“Ela não será obrigatória”, afirma Bolsonaro sobre vacina

Nesta segunda-feira (19), o presidente Jair Bolsonaro declarou que a vacinação contra a Covid-19 não deverá ser obrigatória. Mesmo com o poder de determinar a obrigatoriedade da imunização, o chefe do Executivo afirmou que cabe ao Ministério da Saúde estabelecer o Programa Nacional de Imunização e que já está decidido que a nova vacina não está entre as obrigatórias. 

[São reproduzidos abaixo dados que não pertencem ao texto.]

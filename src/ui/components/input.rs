//! Text input component.
//!
//! A single-line editor with a char-indexed cursor, so multi-byte names
//! such as "Kraków" edit correctly.

use crossterm::event::{KeyCode, KeyEvent, KeyModifiers};
use ratatui::{
    layout::{Alignment, Position, Rect},
    style::{Modifier, Style},
    text::Span,
    widgets::{block::Title, Block, Borders, Paragraph},
    Frame,
};

use crate::ui::theme::theme;

/// A text input widget.
#[derive(Debug, Clone, Default)]
pub struct TextInput {
    value: String,
    /// Cursor position in chars.
    cursor: usize,
    placeholder: String,
}

impl TextInput {
    pub fn new() -> Self {
        Self::default()
    }

    /// Set the placeholder text.
    pub fn set_placeholder(&mut self, placeholder: impl Into<String>) {
        self.placeholder = placeholder.into();
    }

    pub fn value(&self) -> &str {
        &self.value
    }

    /// Set the value and move the cursor to the end.
    pub fn set_value(&mut self, value: impl Into<String>) {
        self.value = value.into();
        self.cursor = self.char_len();
    }

    pub fn clear(&mut self) {
        self.value.clear();
        self.cursor = 0;
    }

    pub fn is_empty(&self) -> bool {
        self.value.is_empty()
    }

    pub fn cursor(&self) -> usize {
        self.cursor
    }

    fn char_len(&self) -> usize {
        self.value.chars().count()
    }

    fn byte_index(&self, char_index: usize) -> usize {
        self.value
            .char_indices()
            .nth(char_index)
            .map(|(i, _)| i)
            .unwrap_or(self.value.len())
    }

    /// Handle keyboard input.
    ///
    /// Returns true if the value changed.
    pub fn handle_input(&mut self, key: KeyEvent) -> bool {
        match (key.code, key.modifiers) {
            (KeyCode::Char(c), KeyModifiers::NONE | KeyModifiers::SHIFT) => {
                let at = self.byte_index(self.cursor);
                self.value.insert(at, c);
                self.cursor += 1;
                true
            }
            (KeyCode::Backspace, _) => {
                if self.cursor == 0 {
                    return false;
                }
                self.cursor -= 1;
                let at = self.byte_index(self.cursor);
                self.value.remove(at);
                true
            }
            (KeyCode::Delete, _) => {
                if self.cursor >= self.char_len() {
                    return false;
                }
                let at = self.byte_index(self.cursor);
                self.value.remove(at);
                true
            }
            (KeyCode::Left, KeyModifiers::NONE) => {
                self.cursor = self.cursor.saturating_sub(1);
                false
            }
            (KeyCode::Right, KeyModifiers::NONE) => {
                self.cursor = (self.cursor + 1).min(self.char_len());
                false
            }
            (KeyCode::Home, _) | (KeyCode::Char('a'), KeyModifiers::CONTROL) => {
                self.cursor = 0;
                false
            }
            (KeyCode::End, _) | (KeyCode::Char('e'), KeyModifiers::CONTROL) => {
                self.cursor = self.char_len();
                false
            }
            (KeyCode::Char('u'), KeyModifiers::CONTROL) => {
                if self.value.is_empty() {
                    return false;
                }
                self.clear();
                true
            }
            (KeyCode::Char('w'), KeyModifiers::CONTROL) => {
                if self.cursor == 0 {
                    return false;
                }
                let end = self.byte_index(self.cursor);
                let start = self.value[..end]
                    .trim_end()
                    .rfind(char::is_whitespace)
                    .map(|i| i + 1)
                    .unwrap_or(0);
                self.value.replace_range(start..end, "");
                self.cursor = self.value[..start].chars().count();
                true
            }
            _ => false,
        }
    }

    /// Render the field with a label and an optional status marker in the
    /// top-right border (e.g. a spinner frame).
    pub fn render_with_label(
        &self,
        frame: &mut Frame,
        area: Rect,
        label: &str,
        status: &str,
        focused: bool,
    ) {
        let t = theme();
        let showing_placeholder = self.value.is_empty() && !self.placeholder.is_empty();
        let display = if showing_placeholder {
            self.placeholder.as_str()
        } else {
            self.value.as_str()
        };

        let style = if showing_placeholder {
            Style::default().fg(t.muted)
        } else if focused {
            Style::default().fg(t.border_focused)
        } else {
            Style::default().fg(t.fg)
        };
        let border_style = Style::default().fg(if focused { t.border_focused } else { t.border });
        let title_style = if focused {
            Style::default()
                .fg(t.border_focused)
                .add_modifier(Modifier::BOLD)
        } else {
            Style::default().fg(t.fg)
        };

        let mut block = Block::default()
            .title(Span::styled(format!(" {} ", label), title_style))
            .borders(Borders::ALL)
            .border_style(border_style);
        if !status.is_empty() {
            block = block.title(
                Title::from(Span::styled(format!(" {} ", status), Style::default().fg(t.accent)))
                    .alignment(Alignment::Right),
            );
        }

        frame.render_widget(Paragraph::new(display).style(style).block(block), area);

        if focused {
            let cursor_x = area.x + 1 + self.cursor as u16;
            if cursor_x < area.x + area.width.saturating_sub(1) {
                frame.set_cursor_position(Position::new(cursor_x, area.y + 1));
            }
        }
    }
}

De acordo com a lei 13.979, assinada por Jair Bolsonaro em 6 de fevereiro deste ano, poderá ser estabelecido para enfrentamento da emergência de saúde pública, de relevância internacional decorrente do coronavírus “a realização compulsória de vacinação e outras medidas profiláticas”. Em declaração durante cerimônia no Palácio do Planalto para apresentar a pesquisa sobre o medicamento, o presidente declarou: “Tem uma lei de 1975 que diz que cabe ao Ministério da Saúde o Programa Nacional de Imunizações, ali incluídas possíveis vacinas obrigatórias. A vacina contra o Covid — como cabe ao Ministério da Saúde definir esta questão — ela não será obrigatória”.

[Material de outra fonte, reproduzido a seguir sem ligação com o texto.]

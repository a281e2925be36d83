//! Error-tracker issue noise generation.
//!
//! Titles are drawn from per-runtime weighted pools (Go timeouts dominate
//! Go projects, NPEs dominate Java projects) and event counts follow a
//! Pareto distribution — a few issues with thousands of events, a long
//! tail of one-offs. Generated ids encode the position
//! (`PROJECT-{position+100}`) so an issue lookup never scans the corpus.

use chrono::Duration;

use crate::{
    entry::{Entry, ErrorIssue, IssueTags},
    generator::{EntryGenerator, GeneratorConfig},
    log_noise::ServiceLanguage,
    rng::PositionRng,
    types::Position,
};

/// (title, weight) pools per runtime. Weights may sum to less than 1.0;
/// the residual probability mass falls through to the pool's first title.
const GO_ERRORS: &[(&str, f64)] = &[
    ("context deadline exceeded", 0.25),
    ("runtime error: invalid memory address or nil pointer dereference", 0.15),
    ("connection refused", 0.12),
    ("EOF", 0.10),
    ("broken pipe", 0.08),
    ("i/o timeout", 0.08),
    ("transport is closing", 0.07),
    ("TLS handshake timeout", 0.05),
    ("no route to host", 0.05),
    ("connection reset by peer", 0.05),
];

const PYTHON_ERRORS: &[(&str, f64)] = &[
    ("TimeoutError: [Errno 110] Connection timed out", 0.20),
    ("AttributeError: 'NoneType' object has no attribute", 0.18),
    ("grpc.StatusCode.UNAVAILABLE", 0.15),
    ("ConnectionRefusedError", 0.12),
    ("KeyError:", 0.10),
    ("ValueError: invalid literal", 0.08),
    ("MemoryError", 0.05),
    ("RecursionError", 0.02),
];

const JAVA_ERRORS: &[(&str, f64)] = &[
    ("java.lang.NullPointerException", 0.30),
    ("java.net.SocketTimeoutException", 0.15),
    ("io.grpc.StatusRuntimeException: UNAVAILABLE", 0.12),
    ("java.lang.OutOfMemoryError: Java heap space", 0.08),
    ("java.util.ConcurrentModificationException", 0.05),
];

pub struct IssueNoiseGenerator {
    project_name: String,
    language: ServiceLanguage,
}

impl IssueNoiseGenerator {
    pub fn new(project_name: impl Into<String>, language: ServiceLanguage) -> Self {
        Self {
            project_name: project_name.into(),
            language,
        }
    }

    /// The id this generator assigns to `position`.
    pub fn id_for(project: &str, position: Position) -> String {
        format!(
            "{}-{}",
            project.to_uppercase().replace('-', ""),
            position + 100
        )
    }

    /// Inverse of `id_for`. Returns None if the id does not belong to
    /// `project` or does not encode a position.
    pub fn position_for(project: &str, id: &str) -> Option<Position> {
        let prefix = format!("{}-", project.to_uppercase().replace('-', ""));
        let suffix = id.strip_prefix(&prefix)?;
        suffix.parse::<usize>().ok()?.checked_sub(100)
    }
}

fn weighted_title(pool: &[(&'static str, f64)], rng: &mut PositionRng) -> &'static str {
    let roll = rng.next_f64();
    let mut cumulative = 0.0;
    for (title, weight) in pool {
        cumulative += weight;
        if roll <= cumulative {
            return title;
        }
    }
    pool[0].0
}

impl EntryGenerator for IssueNoiseGenerator {
    fn generate(
        &self,
        config: &GeneratorConfig,
        position: Position,
        rng: &mut PositionRng,
    ) -> Entry {
        let pool = match self.language {
            ServiceLanguage::Python => PYTHON_ERRORS,
            ServiceLanguage::Java => JAVA_ERRORS,
            // No dedicated Rust pool upstream of us either; Rust services
            // report transport-level errors that read like the Go set.
            ServiceLanguage::Go | ServiceLanguage::Rust => GO_ERRORS,
        };
        let title = weighted_title(pool, rng);

        let last_seen = config.base_time(position);
        let first_seen = last_seen - Duration::hours(rng.range_i64(1, 72));

        // Pareto event counts: alpha 1.5, scaled x5, clamped to [1, 5000].
        let event_count = (rng.pareto(1.0, 1.5) * 5.0) as u64;
        let event_count = event_count.clamp(1, 5000);

        let level = if rng.chance(0.25) { "warning" } else { "error" };

        let runtime = match self.language {
            ServiceLanguage::Go => "go",
            ServiceLanguage::Python => "python",
            ServiceLanguage::Rust => "rust",
            ServiceLanguage::Java => "java",
        };

        Entry::Issue(ErrorIssue {
            id: Self::id_for(&self.project_name, position),
            title: title.to_string(),
            count: event_count,
            first_seen,
            last_seen,
            level: level.to_string(),
            project: self.project_name.clone(),
            tags: IssueTags {
                environment: "production".to_string(),
                runtime: runtime.to_string(),
            },
        })
    }
}

#[cfg(test)]
mod tests {
    use super::*;
    use crate::rng::source_discriminant;

    #[test]
    fn id_round_trips_through_position() {
        assert_eq!(IssueNoiseGenerator::id_for("checkout-service", 42), "CHECKOUTSERVICE-142");
        assert_eq!(
            IssueNoiseGenerator::position_for("checkout-service", "CHECKOUTSERVICE-142"),
            Some(42)
        );
        assert_eq!(IssueNoiseGenerator::position_for("checkout-service", "OTHER-142"), None);
        assert_eq!(IssueNoiseGenerator::position_for("checkout-service", "CHECKOUTSERVICE-17"), None);
    }

    #[test]
    fn event_counts_stay_in_bounds() {
        let cfg = GeneratorConfig::new(7, source_discriminant("issues", "ad-service"), 3000);
        let generator = IssueNoiseGenerator::new("ad-service", ServiceLanguage::Java);
        for p in 0..500 {
            match generator.generate(&cfg, p, &mut cfg.rng_at(p)) {
                Entry::Issue(issue) => {
                    assert!((1..=5000).contains(&issue.count));
                    assert!(issue.first_seen < issue.last_seen);
                }
                other => panic!("expected issue, got {other:?}"),
            }
        }
    }
}
//! Session configuration — volume, time window, and signal placement.

use std::collections::HashMap;

use chrono::{DateTime, TimeZone, Utc};
use serde::{Deserialize, Serialize};

use crate::types::Position;

#[derive(Debug, Clone, Serialize, Deserialize)]
pub struct SimConfig {
    /// Master seed. Every per-source RNG stream derives from it.
    pub seed: u64,
    /// Corpus size N per data source.
    #[serde(default = "default_entries_per_source")]
    pub entries_per_source: usize,
    /// Start of the simulated noise window. Fixed so that runs reproduce.
    #[serde(default = "default_window_start")]
    pub window_start: DateTime<Utc>,
    /// Width of the noise window in hours; the incident begins at its end.
    #[serde(default = "default_window_hours")]
    pub window_hours: u32,
    /// Upper bound on the random minute advance per tick.
    #[serde(default = "default_minutes_per_tick")]
    pub minutes_per_tick: u64,
    /// Source name → ordered signal positions. Sources not listed pin their
    /// signals at the head of the corpus.
    #[serde(default)]
    pub signal_positions: HashMap<String, Vec<Position>>,
}

fn default_entries_per_source() -> usize {
    5000
}

fn default_window_start() -> DateTime<Utc> {
    Utc.with_ymd_and_hms(2025, 10, 27, 0, 0, 0).unwrap()
}

fn default_window_hours() -> u32 {
    168 // one week of data
}

fn default_minutes_per_tick() -> u64 {
    2
}

impl Default for SimConfig {
    fn default() -> Self {
        Self {
            seed: 42,
            entries_per_source: default_entries_per_source(),
            window_start: default_window_start(),
            window_hours: default_window_hours(),
            minutes_per_tick: default_minutes_per_tick(),
            signal_positions: HashMap::new(),
        }
    }
}

impl SimConfig {
    pub fn with_seed(seed: u64) -> Self {
        Self {
            seed,
            ..Self::default()
        }
    }

    /// Signal positions for `source`, defaulting to the corpus head when
    /// none were assigned.
    pub fn positions_for(&self, source: &str, signal_count: usize) -> Vec<Position> {
        match self.signal_positions.get(source) {
            Some(positions) => positions.clone(),
            None => (0..signal_count).collect(),
        }
    }

    /// The instant the incident starts: the end of the noise window.
    pub fn incident_start(&self) -> DateTime<Utc> {
        self.window_start + chrono::Duration::hours(i64::from(self.window_hours))
    }
}
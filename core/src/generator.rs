//! Generator contract and per-source configuration.
//!
//! RULE: generate() must be a pure function of (config, position, rng),
//! where rng itself derives from (base_seed, discriminant, position).
//! Generators own no mutable state — determinism is defined relative to
//! position, not call order.

use chrono::{DateTime, Duration, TimeZone, Utc};
use serde::{Deserialize, Serialize};

use crate::{
    entry::Entry,
    rng::PositionRng,
    types::Position,
};

/// Immutable noise-generation parameters for one data source.
#[derive(Debug, Clone, Serialize, Deserialize)]
pub struct GeneratorConfig {
    /// The session's master seed.
    pub base_seed: u64,
    /// Stable per-source discriminant (see rng::source_discriminant).
    pub discriminant: u64,
    /// Corpus size N. Fixed at configuration time.
    pub total: usize,
    /// Start of the simulated time window.
    pub window_start: DateTime<Utc>,
    /// Width of the simulated time window.
    pub window_hours: u32,
}

impl GeneratorConfig {
    pub fn new(base_seed: u64, discriminant: u64, total: usize) -> Self {
        Self {
            base_seed,
            discriminant,
            total,
            // Fixed default window: one week ending at a pinned instant.
            // A wall-clock default would break cross-run reproducibility.
            window_start: Utc.with_ymd_and_hms(2025, 10, 27, 0, 0, 0).unwrap(),
            window_hours: 168,
        }
    }

    pub fn with_window(mut self, start: DateTime<Utc>, hours: u32) -> Self {
        self.window_start = start;
        self.window_hours = hours;
        self
    }

    /// Fresh RNG for one position of this source.
    pub fn rng_at(&self, position: Position) -> PositionRng {
        PositionRng::at(self.base_seed, self.discriminant, position as u64)
    }

    /// Base timestamp for a position: paging forward through positions is
    /// paging forward in simulated time. Jitter is added by the caller so
    /// each generator controls its own spread.
    pub fn base_time(&self, position: Position) -> DateTime<Utc> {
        let total = self.total.max(1) as f64;
        let hours = (position as f64 / total) * f64::from(self.window_hours);
        self.window_start + Duration::seconds((hours * 3600.0) as i64)
    }
}

/// One synthetic-entry factory per data-source flavor.
pub trait EntryGenerator: Send + Sync {
    /// Produce the entry at `position`. `rng` is already position-derived;
    /// implementations draw from it in a fixed order so the whole entry is
    /// deterministic as a unit.
    fn generate(&self, config: &GeneratorConfig, position: Position, rng: &mut PositionRng)
        -> Entry;
}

O chefe do Executivo ainda afirmou que qualquer uma das vacinas precisará ter comprovação científica e deverá ser aprovada pela Agência Nacional de Vigilância Sanitária (Anvisa) e que isso não será feito “a toque de caixa”. Para Bolsonaro, não será possível obrigar quem já contraiu a doença e estaria imunizado, a tomar a vacina. “Então, o governo federal — repito e término — não obrigará ninguém a tomar esta vacina”, concluiu.